**MATERIAL PROVIDED:**
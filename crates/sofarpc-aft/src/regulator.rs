//! Time-window regulator: drives measure → regulate → weight change.
//!
//! The regulator ticks on a fixed base interval. A service is measured on
//! the ticks that complete its app's time window, so apps with different
//! windows share one loop. Every model is processed independently: an
//! error or panic in one is logged and counted, and the rest of the cycle
//! carries on.
//!
//! ```no_run
//! # use std::sync::Arc;
//! # use sofarpc_aft::{FaultToleranceEngine, FaultToleranceConfigManager, RegulatorConfig};
//! # async fn run() {
//! let engine = FaultToleranceEngine::builder(Arc::new(FaultToleranceConfigManager::default())).build();
//! let handle = Arc::new(engine.regulator(RegulatorConfig::default())).start();
//! // ... serve traffic ...
//! handle.shutdown().await;
//! # }
//! ```

use std::any::Any;
use std::panic::{self, AssertUnwindSafe};
use std::sync::atomic::{AtomicU64, Ordering};
use std::sync::Arc;
use std::time::Duration;

use serde::{Deserialize, Serialize};
use tokio::sync::watch;
use tokio::task::JoinHandle;
use tokio::time::MissedTickBehavior;
use tracing::{debug, info, warn};

use crate::config::{FaultToleranceConfigProvider, RegulationMode};
use crate::dimension::DimensionKey;
use crate::error::{AftError, Result};
use crate::measure::{MeasureResultDetail, MeasureState, MeasureStrategy};
use crate::metrics::RegulationMetrics;
use crate::model::MeasureModel;
use crate::registry::StatRegistry;
use crate::regulation::RegulationStrategy;
use crate::weight::WeightStore;

/// Default base tick of the regulation loop.
pub const DEFAULT_TICK_INTERVAL: Duration = Duration::from_secs(1);

/// Scheduling settings of the regulator.
#[derive(Debug, Clone)]
pub struct RegulatorConfig {
    /// Base tick; app time windows are counted in whole ticks.
    pub tick_interval: Duration,
}

impl Default for RegulatorConfig {
    fn default() -> Self {
        Self {
            tick_interval: DEFAULT_TICK_INTERVAL,
        }
    }
}

/// What one regulation cycle did.
#[derive(Debug, Clone, Default, PartialEq, Eq, Serialize, Deserialize)]
pub struct CycleReport {
    /// Models whose pass completed.
    pub models_measured: usize,
    /// Models whose pass failed.
    pub models_failed: usize,
    /// Providers degraded.
    pub degraded: usize,
    /// Restore steps applied.
    pub restored: usize,
    /// Providers that reached origin weight and left the degrade list.
    pub recovered: usize,
    /// Degrades skipped at the service cap.
    pub blocked_by_cap: usize,
    /// Idle stats evicted.
    pub evicted: usize,
    /// Degrade or restore calls the weight store rejected.
    pub weight_failures: usize,
}

impl CycleReport {
    fn absorb(&mut self, other: CycleReport) {
        self.models_measured += other.models_measured;
        self.models_failed += other.models_failed;
        self.degraded += other.degraded;
        self.restored += other.restored;
        self.recovered += other.recovered;
        self.blocked_by_cap += other.blocked_by_cap;
        self.evicted += other.evicted;
        self.weight_failures += other.weight_failures;
    }
}

/// Periodic driver of measurement and regulation for every known service.
pub struct TimeWindowRegulator {
    config: RegulatorConfig,
    registry: Arc<StatRegistry>,
    ft_config: Arc<dyn FaultToleranceConfigProvider>,
    measure: Arc<dyn MeasureStrategy>,
    regulation: Arc<dyn RegulationStrategy>,
    weights: Arc<dyn WeightStore>,
    metrics: Arc<RegulationMetrics>,
    ticks: AtomicU64,
}

impl TimeWindowRegulator {
    /// Wires a regulator from its collaborators.
    pub fn new(
        config: RegulatorConfig,
        registry: Arc<StatRegistry>,
        ft_config: Arc<dyn FaultToleranceConfigProvider>,
        measure: Arc<dyn MeasureStrategy>,
        regulation: Arc<dyn RegulationStrategy>,
        weights: Arc<dyn WeightStore>,
        metrics: Arc<RegulationMetrics>,
    ) -> Self {
        Self {
            config,
            registry,
            ft_config,
            measure,
            regulation,
            weights,
            metrics,
            ticks: AtomicU64::new(0),
        }
    }

    /// Ticks elapsed so far.
    pub fn ticks(&self) -> u64 {
        self.ticks.load(Ordering::Relaxed)
    }

    /// Advances one tick and regulates the services whose window ends on it.
    pub fn tick(&self) -> CycleReport {
        let tick = self.ticks.fetch_add(1, Ordering::Relaxed) + 1;
        let due: Vec<_> = self
            .registry
            .models()
            .into_iter()
            .filter(|model| self.is_regulated(model.key()))
            .filter(|model| tick % self.window_ticks(model.key()) == 0)
            .collect();
        self.run_models(&due)
    }

    /// Regulates every service now, regardless of its window.
    pub fn measure_all(&self) -> CycleReport {
        let models: Vec<_> = self
            .registry
            .models()
            .into_iter()
            .filter(|model| self.is_regulated(model.key()))
            .collect();
        self.run_models(&models)
    }

    /// Spawns the tick loop on the current tokio runtime.
    pub fn start(self: Arc<Self>) -> RegulatorHandle {
        let (shutdown_tx, mut shutdown_rx) = watch::channel(false);
        let (report_tx, report_rx) = watch::channel(CycleReport::default());
        let period = self.config.tick_interval.max(Duration::from_millis(1));

        let join = tokio::spawn(async move {
            let mut interval = tokio::time::interval(period);
            interval.set_missed_tick_behavior(MissedTickBehavior::Delay);
            interval.tick().await;
            info!(tick_ms = period.as_millis() as u64, "fault tolerance regulator started");

            loop {
                tokio::select! {
                    _ = interval.tick() => {
                        let regulator = Arc::clone(&self);
                        match tokio::task::spawn_blocking(move || regulator.tick()).await {
                            Ok(report) => {
                                let _ = report_tx.send(report);
                            }
                            Err(e) => warn!(error = %e, "fault tolerance tick aborted"),
                        }
                    }
                    _ = shutdown_rx.changed() => break,
                }
            }
            info!(ticks = self.ticks(), "fault tolerance regulator stopped");
        });

        RegulatorHandle {
            shutdown: shutdown_tx,
            reports: report_rx,
            join,
        }
    }

    fn is_regulated(&self, key: &DimensionKey) -> bool {
        self.ft_config.is_regulation_effective(key.app_name())
    }

    fn window_ticks(&self, key: &DimensionKey) -> u64 {
        let window = self.ft_config.time_window(key.app_name()).as_millis();
        let tick = self.config.tick_interval.as_millis().max(1);
        ((window / tick) as u64).max(1)
    }

    fn run_models(&self, models: &[Arc<MeasureModel>]) -> CycleReport {
        let mut report = CycleReport::default();
        for model in models {
            match self.regulate_model(model) {
                Ok(model_report) => {
                    self.metrics.record_model_measured();
                    report.absorb(model_report);
                }
                Err(e) => {
                    self.metrics.record_model_failure();
                    report.models_failed += 1;
                    warn!(
                        app = model.key().app_name(),
                        service = model.key().service(),
                        error = %e,
                        "fault tolerance regulation failed"
                    );
                }
            }
            self.registry.prune(model.key());
        }
        self.metrics.record_cycle();
        report
    }

    fn regulate_model(&self, model: &MeasureModel) -> Result<CycleReport> {
        panic::catch_unwind(AssertUnwindSafe(|| self.process_model(model))).map_err(|payload| {
            AftError::ModelPanicked {
                app: model.key().app_name().to_string(),
                service: model.key().service().to_string(),
                reason: panic_reason(&*payload),
            }
        })
    }

    fn process_model(&self, model: &MeasureModel) -> CycleReport {
        let result = self.measure.measure(model);
        let mut report = CycleReport {
            models_measured: 1,
            ..CycleReport::default()
        };

        for dimension in result.evicted() {
            self.weights.forget(dimension);
            self.regulation.forget(dimension);
            report.evicted += 1;
            info!(provider = %dimension, "idle provider evicted from measurement");
        }
        self.metrics.record_evictions(report.evicted as u64);

        for detail in result.into_details() {
            let dimension = Arc::clone(&detail.dimension);
            if let Err(e) = self.regulate_detail(detail, &mut report) {
                self.metrics.record_weight_failure();
                report.weight_failures += 1;
                warn!(provider = %dimension, error = %e, "weight change failed");
            }
        }
        report
    }

    fn regulate_detail(&self, mut detail: MeasureResultDetail, report: &mut CycleReport) -> Result<()> {
        if !self.regulation.is_degrade_effective(&detail) {
            return Ok(());
        }
        let mode = self.ft_config.regulation_mode(detail.app_name());

        match detail.state {
            MeasureState::Abnormal => {
                self.metrics.record_abnormal();
                if self.regulation.is_exist_in_the_degrade_list(&detail) {
                    debug!(provider = %detail.dimension, "provider still abnormal, holding degrade");
                    return Ok(());
                }
                if mode == RegulationMode::LogOnly {
                    info!(
                        provider = %detail.dimension,
                        fault_rate = detail.fault_rate,
                        average = ?detail.average_fault_rate,
                        "provider abnormal, degrade skipped in log-only mode"
                    );
                    return Ok(());
                }
                if self.regulation.is_reach_max_degrade_ip_count(&detail) {
                    self.metrics.record_cap_block();
                    report.blocked_by_cap += 1;
                    return Ok(());
                }

                // Unreserve the slot taken above so a later abnormal verdict retries.
                let weight = match self.weights.degrade(&detail.dimension) {
                    Ok(weight) => weight,
                    Err(e) => {
                        self.regulation.forget(&detail.dimension);
                        return Err(e);
                    }
                };
                self.metrics.record_degrade();
                report.degraded += 1;
                info!(
                    provider = %detail.dimension,
                    weight,
                    fault_rate = detail.fault_rate,
                    average = ?detail.average_fault_rate,
                    ratio = ?detail.fault_rate_ratio,
                    "provider degraded"
                );
            }
            MeasureState::Healthy => {
                if !self.regulation.is_exist_in_the_degrade_list(&detail) {
                    return Ok(());
                }

                let recovered = self.weights.restore(&detail.dimension)?;
                self.metrics.record_restore_step();
                report.restored += 1;
                if recovered {
                    detail.recovered_origin_weight = true;
                    if self.regulation.remove_from_degrade_list(&detail) {
                        self.metrics.record_recovery();
                        report.recovered += 1;
                        info!(
                            provider = %detail.dimension,
                            weight = detail.dimension.origin_weight(),
                            "provider recovered to origin weight"
                        );
                    }
                } else {
                    debug!(
                        provider = %detail.dimension,
                        weight = self.weights.effective_weight(&detail.dimension),
                        "provider weight restoring"
                    );
                }
            }
            MeasureState::Ignore => {}
        }
        Ok(())
    }
}

fn panic_reason(payload: &(dyn Any + Send)) -> String {
    if let Some(reason) = payload.downcast_ref::<&str>() {
        reason.to_string()
    } else if let Some(reason) = payload.downcast_ref::<String>() {
        reason.clone()
    } else {
        "non-string panic payload".to_string()
    }
}

/// Handle to a running regulator loop.
pub struct RegulatorHandle {
    shutdown: watch::Sender<bool>,
    reports: watch::Receiver<CycleReport>,
    join: JoinHandle<()>,
}

impl RegulatorHandle {
    /// Report of the most recent tick.
    pub fn last_report(&self) -> CycleReport {
        self.reports.borrow().clone()
    }

    /// True until the loop exits.
    pub fn is_running(&self) -> bool {
        !self.join.is_finished()
    }

    /// Stops the loop and waits for the in-flight tick to finish.
    pub async fn shutdown(self) {
        let _ = self.shutdown.send(true);
        if let Err(e) = self.join.await {
            warn!(error = %e, "fault tolerance regulator exited abnormally");
        }
    }
}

**WHAT THE EXERCISE ASKS:** Copy every line in the data above that has the string "registry" in it.

**REPLY:**
use crate::registry::StatRegistry;
    registry: Arc<StatRegistry>,
        registry: Arc<StatRegistry>,
            registry,
            .registry
            .registry
            self.registry.prune(model.key());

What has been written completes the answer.